# 10" Bull Gear Question



## David M (Nov 11, 2017)

I just brought home a 10" Logan lathe, seems to be in a reasonably good condition except for the multiple teeth missing from the bull gear. Can't find anything used right now, and don't need the low speeds badly enough to pay for a new one. How rare are these?  I've seen many stories of people replacing individual teeth in a variety of ways, but I'm missing 8 of them and not sure it would be worth the time. I thought of turning all the teeth off the gear and replacing them with a ring gear if I could find the right size ring, or donor gear to make one from, but haven't been able to find either. Has anyone else ever tried this approach?


----------



## 4GSR (Nov 11, 2017)

Go to Logan Engineering's website and see if they have one available.  Or call them.  Their pricing from what has been said is not too bad.


----------



## David M (Nov 11, 2017)

4gsr said:


> Go to Logan Engineering's website and see if they have one available.  Or call them.  Their pricing from what has been said is not too bad.



Logan Actuator Co? They sell a new one, but $433 is more than it's worth to me. I have a bigger lathe for heavier work so could do without the slower speeds on this one. I bought it because the price was right and because a smaller machine can be handy at times.  It's in pieces at the moment for a good cleaning so if I were going to replace any parts now would be the best time.


----------



## cjtoombs (Nov 11, 2017)

I had to replace all but one gear on a bevel gear on my shaper.  I built it up with bronze brazing material then turned the OD and filed the teeth to fit.  Probably not the strongest or pretiest repair, but I expect if I don't get it into a bind it will work for another 90 years or so.  
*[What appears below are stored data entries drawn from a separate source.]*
//! Named property metadata with change notification
//!
//! Any editable entity that wants named metadata embeds a
//! [`PropertyCollection`], constructed with that entity's set of reserved
//! names. Observers subscribe to the collection and receive a
//! [`PropertyEvent`] synchronously after each mutation commits, always in
//! the order "specific event, then `Modified`".

use serde::{Deserialize, Serialize};
use std::collections::HashSet;
use std::fmt;
use thiserror::Error;

/// Generic property value type
#[derive(Debug, Clone, PartialEq, Serialize, Deserialize)]
#[serde(untagged)]
pub enum Value {
    String(String),
    Int(i64),
    Float(f64),
    Bool(bool),
}

impl Value {
    /// Get the string contents if this is a string value
    pub fn as_str(&self) -> Option<&str> {
        match self {
            Value::String(s) => Some(s),
            _ => None,
        }
    }
}

impl fmt::Display for Value {
    fn fmt(&self, f: &mut fmt::Formatter<'_>) -> fmt::Result {
        match self {
            Value::String(s) => write!(f, "{s}"),
            Value::Int(i) => write!(f, "{i}"),
            Value::Float(v) => write!(f, "{v}"),
            Value::Bool(b) => write!(f, "{b}"),
        }
    }
}

impl From<&str> for Value {
    fn from(s: &str) -> Self {
        Value::String(s.to_string())
    }
}

impl From<String> for Value {
    fn from(s: String) -> Self {
        Value::String(s)
    }
}

impl From<i64> for Value {
    fn from(i: i64) -> Self {
        Value::Int(i)
    }
}

impl From<f64> for Value {
    fn from(v: f64) -> Self {
        Value::Float(v)
    }
}

impl From<bool> for Value {
    fn from(b: bool) -> Self {
        Value::Bool(b)
    }
}

/// A named, typed property
#[derive(Debug, Clone, PartialEq, Serialize, Deserialize)]
pub struct Property {
    pub name: String,
    pub value: Value,
}

impl Property {
    pub fn new(name: impl Into<String>, value: impl Into<Value>) -> Self {
        Self {
            name: name.into(),
            value: value.into(),
        }
    }
}

/// Validation failures raised by [`PropertyCollection`] mutations
///
/// Every failure is atomic: the collection is unchanged and no event fires.
#[derive(Debug, Clone, PartialEq, Eq, Error)]
pub enum PropertyError {
    #[error("property name may not be empty")]
    EmptyName,
    #[error("property name '{0}' is reserved")]
    ReservedName(String),
    #[error("a property named '{0}' already exists")]
    DuplicateName(String),
    #[error("no property named '{0}'")]
    UnknownProperty(String),
}

/// Change notification emitted by a [`PropertyCollection`]
///
/// Structural events carry the affected names; the trailing `Modified`
/// event fires after every successful mutation.
#[derive(Debug, Clone, PartialEq, Eq)]
pub enum PropertyEvent {
    Added { name: String },
    Removed { name: String },
    Renamed { old_name: String, new_name: String },
    ValueChanged { name: String },
    Modified,
}

/// Observer callback invoked synchronously after a mutation commits
pub type PropertyListener = Box<dyn FnMut(&PropertyEvent)>;

#[derive(Default)]
struct Listeners(Vec<PropertyListener>);

impl Listeners {
    fn notify(&mut self, event: &PropertyEvent) {
        for listener in &mut self.0 {
            listener(event);
        }
    }
}

impl fmt::Debug for Listeners {
    fn fmt(&self, f: &mut fmt::Formatter<'_>) -> fmt::Result {
        f.debug_tuple("Listeners").field(&self.0.len()).finish()
    }
}

// Subscribers are bound to one live collection; clones start with none.
impl Clone for Listeners {
    fn clone(&self) -> Self {
        Listeners::default()
    }
}

/// An ordered collection of uniquely named properties
///
/// Names are case-sensitive and checked against a reserved-name blocklist
/// supplied at construction. Iteration order is insertion order. All
/// mutations either fully succeed (and notify subscribers) or fail without
/// touching the collection.
#[derive(Debug, Clone, Default, Serialize, Deserialize)]
pub struct PropertyCollection {
    properties: Vec<Property>,
    #[serde(default, skip_serializing_if = "HashSet::is_empty")]
    reserved_names: HashSet<String>,
    #[serde(skip)]
    listeners: Listeners,
}

impl PropertyCollection {
    /// Create an empty collection with no reserved names
    pub fn new() -> Self {
        Self::default()
    }

    /// Create an empty collection with a reserved-name blocklist
    pub fn with_reserved_names<I, S>(reserved: I) -> Self
    where
        I: IntoIterator<Item = S>,
        S: Into<String>,
    {
        Self {
            properties: Vec::new(),
            reserved_names: reserved.into_iter().map(Into::into).collect(),
            listeners: Listeners::default(),
        }
    }

    /// Subscribe to change events
    pub fn subscribe(&mut self, listener: impl FnMut(&PropertyEvent) + 'static) {
        self.listeners.0.push(Box::new(listener));
    }

    /// Number of properties
    pub fn len(&self) -> usize {
        self.properties.len()
    }

    /// Whether the collection holds no properties
    pub fn is_empty(&self) -> bool {
        self.properties.is_empty()
    }

    /// Whether a property with this exact name exists
    pub fn contains(&self, name: &str) -> bool {
        self.properties.iter().any(|p| p.name == name)
    }

    /// Get a property by name
    pub fn get(&self, name: &str) -> Option<&Property> {
        self.properties.iter().find(|p| p.name == name)
    }

    /// Iterate properties in insertion order
    pub fn iter(&self) -> impl Iterator<Item = &Property> {
        self.properties.iter()
    }

    /// Validate a name for insertion or rename
    fn check_name(&self, name: &str) -> Result<(), PropertyError> {
        if name.is_empty() {
            return Err(PropertyError::EmptyName);
        }
        if self.reserved_names.contains(name) {
            return Err(PropertyError::ReservedName(name.to_string()));
        }
        if self.contains(name) {
            return Err(PropertyError::DuplicateName(name.to_string()));
        }
        Ok(())
    }

    /// Add a property at the end of iteration order
    ///
    /// Fails if the name is empty, reserved, or already taken. Fires
    /// `Added` then `Modified` on success.
    pub fn add(&mut self, property: Property) -> Result<(), PropertyError> {
        self.check_name(&property.name)?;
        let name = property.name.clone();
        self.properties.push(property);
        self.listeners.notify(&PropertyEvent::Added { name });
        self.listeners.notify(&PropertyEvent::Modified);
        Ok(())
    }

    /// Remove a property by name
    ///
    /// Returns the removed property, or `None` (firing no events) if absent.
    pub fn remove(&mut self, name: &str) -> Option<Property> {
        let pos = self.properties.iter().position(|p| p.name == name)?;
        let property = self.properties.remove(pos);
        self.listeners.notify(&PropertyEvent::Removed {
            name: property.name.clone(),
        });
        self.listeners.notify(&PropertyEvent::Modified);
        Some(property)
    }

    /// Remove all properties
    ///
    /// Fires one `Removed` per entry, then a single `Modified`. A no-op on
    /// an empty collection.
    pub fn clear(&mut self) {
        if self.properties.is_empty() {
            return;
        }
        let removed = std::mem::take(&mut self.properties);
        for property in removed {
            self.listeners.notify(&PropertyEvent::Removed {
                name: property.name,
            });
        }
        self.listeners.notify(&PropertyEvent::Modified);
    }

    /// Set the value of an existing property
    ///
    /// Fires `ValueChanged` then `Modified`.
    pub fn set_value(
        &mut self,
        name: &str,
        value: impl Into<Value>,
    ) -> Result<(), PropertyError> {
        let property = self
            .properties
            .iter_mut()
            .find(|p| p.name == name)
            .ok_or_else(|| PropertyError::UnknownProperty(name.to_string()))?;
        property.value = value.into();
        self.listeners.notify(&PropertyEvent::ValueChanged {
            name: name.to_string(),
        });
        self.listeners.notify(&PropertyEvent::Modified);
        Ok(())
    }

    /// Rename an existing property
    ///
    /// The new name is validated like [`add`](Self::add). Fires `Renamed`
    /// then `Modified`.
    pub fn rename(&mut self, old_name: &str, new_name: &str) -> Result<(), PropertyError> {
        let pos = self
            .properties
            .iter()
            .position(|p| p.name == old_name)
            .ok_or_else(|| PropertyError::UnknownProperty(old_name.to_string()))?;
        // A rename onto its own name trips the duplicate check, by intent
        self.check_name(new_name)?;
        self.properties[pos].name = new_name.to_string();
        self.listeners.notify(&PropertyEvent::Renamed {
            old_name: old_name.to_string(),
            new_name: new_name.to_string(),
        });
        self.listeners.notify(&PropertyEvent::Modified);
        Ok(())
    }
}
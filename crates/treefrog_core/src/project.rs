//! Project: levels plus the tilesets they reference

use crate::{Level, Tileset};
use serde::{Deserialize, Serialize};
use uuid::Uuid;

/// A project bundling levels with their tilesets
///
/// This is the document root that editing commands address: commands carry
/// a level id and a layer index and resolve both at apply time.
#[derive(Debug, Clone, Serialize, Deserialize)]
pub struct Project {
    /// Format version for future compatibility
    pub version: u32,
    pub levels: Vec<Level>,
    #[serde(default)]
    pub tilesets: Vec<Tileset>,
}

impl Project {
    /// Create a project holding a single level
    pub fn new(level: Level) -> Self {
        Self {
            version: 1,
            levels: vec![level],
            tilesets: Vec::new(),
        }
    }

    /// Create an empty project
    pub fn empty() -> Self {
        Self {
            version: 1,
            levels: Vec::new(),
            tilesets: Vec::new(),
        }
    }

    /// Get a level by id
    pub fn level(&self, id: Uuid) -> Option<&Level> {
        self.levels.iter().find(|l| l.id == id)
    }

    /// Get a mutable level by id
    pub fn level_mut(&mut self, id: Uuid) -> Option<&mut Level> {
        self.levels.iter_mut().find(|l| l.id == id)
    }

    /// Get a tileset by id
    pub fn tileset(&self, id: Uuid) -> Option<&Tileset> {
        self.tilesets.iter().find(|t| t.id == id)
    }

    /// Add a tileset to the pool
    pub fn add_tileset(&mut self, tileset: Tileset) {
        self.tilesets.push(tileset);
    }

    /// Validate that every tile reference points at a known tileset
    pub fn validate(&self) -> Result<(), String> {
        for level in &self.levels {
            for (layer_idx, layer) in level.layers.iter().enumerate() {
                let Some(grid) = layer.as_tiles() else {
                    continue;
                };
                for (coord, stack) in grid.iter() {
                    for tile in stack.iter() {
                        if self.tileset(tile.tileset_id).is_none() {
                            return Err(format!(
                                "level '{}' layer {layer_idx} cell {coord} references missing tileset {}",
                                level.name, tile.tileset_id
                            ));
                        }
                    }
                }
            }
        }
        Ok(())
    }
}

#[cfg(test)]
mod tests {
    use super::*;
    use crate::{Layer, TileCoord, TileRef, TileStack};

    #[test]
    fn test_project_level_lookup() {
        let level = Level::new("Test", 10, 10);
        let level_id = level.id;
        let project = Project::new(level);

        assert_eq!(project.version, 1);
        assert!(project.level(level_id).is_some());
        assert!(project.level(Uuid::new_v4()).is_none());
    }

    #[test]
    fn test_validation() {
        let mut level = Level::new("Test", 10, 10);
        level.add_layer(Layer::new_tile_layer("Ground", 10, 10));
        let tileset = Tileset::new("Ground", 16, 16, 8, 8);
        let tile = TileRef::new(tileset.id, 3);

        level
            .tile_layer_mut(0)
            .unwrap()
            .set(TileCoord::new(2, 2), Some(TileStack::single(tile)));

        let mut project = Project::new(level);
        assert!(project.validate().is_err());

        project.add_tileset(tileset);
        assert!(project.validate().is_ok());
    }

    #[test]
    fn test_serde_round_trip() {
        let mut level = Level::new("Test", 4, 4);
        level.add_layer(Layer::new_tile_layer("Ground", 4, 4));
        let tileset = Tileset::new("Ground", 16, 16, 4, 4);
        let tile = TileRef::new(tileset.id, 1);
        level
            .tile_layer_mut(0)
            .unwrap()
            .set(TileCoord::new(1, 1), Some(TileStack::single(tile)));

        let mut project = Project::new(level);
        project.add_tileset(tileset);

        let json = serde_json::to_string(&project).unwrap();
        let restored: Project = serde_json::from_str(&json).unwrap();

        assert_eq!(restored.levels[0].name, "Test");
        let stack = restored.levels[0]
            .tile_layer(0)
            .unwrap()
            .get(TileCoord::new(1, 1))
            .unwrap();
        assert_eq!(stack.top(), Some(tile));
    }
}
http://www.hobby-machinist.com/threads/bevel-gear-repair.50352/#post-433389


----------



## CluelessNewB (Nov 11, 2017)

They show up on ePay fairly often, prices range from reasonable to insane.


----------



## wa5cab (Nov 11, 2017)

Although I think that your best bet would be a good used replacement, the concept of a replacable ring gear has been common for decades on some better quality automotive applications.  So it will probably work.  But before deciding to go that route, you should determine the gear specs and see whether or not Boston or some other manufacturer makes a spur gear that would yield a usable repair part.  If they don't, then there is no reason to spend time thinking about it.


----------



## David M (Nov 11, 2017)

CluelessNewB said:


> They show up on ePay fairly often, prices range from reasonable to insane.



As long as they come up occasionally i'll keep an eye out. Haven't ever had the occasion to look so didn't know whether they did or not. Sometimes all the used ones really are gone.


----------



## David M (Nov 11, 2017)

wa5cab said:


> Although I think that your best bet would be a good used replacement, the concept of a replacable ring gear has been common for decades on some better quality automotive applications.  So it will probably work.  But before deciding to go that route, you should determine the gear specs and see whether or not Boston or some other manufacturer makes a spur gear that would yield a usable repair part.  If they don't, then there is no reason to spend time thinking about it.



Checked Bostons catalog, and a few others, so far haven't seen anything close. Kinda figured it was a long shot


----------



## Nogoingback (Nov 11, 2017)

CluelessNewB said:


> They show up on ePay fairly often, prices range from reasonable to insane.



+1   Since you aren't in a hurry, eBay is your best bet. They turn up.


----------



## Chuck K (Nov 11, 2017)

You won't have any problem finding a used one.  Logan parts are pretty easy to find.


----------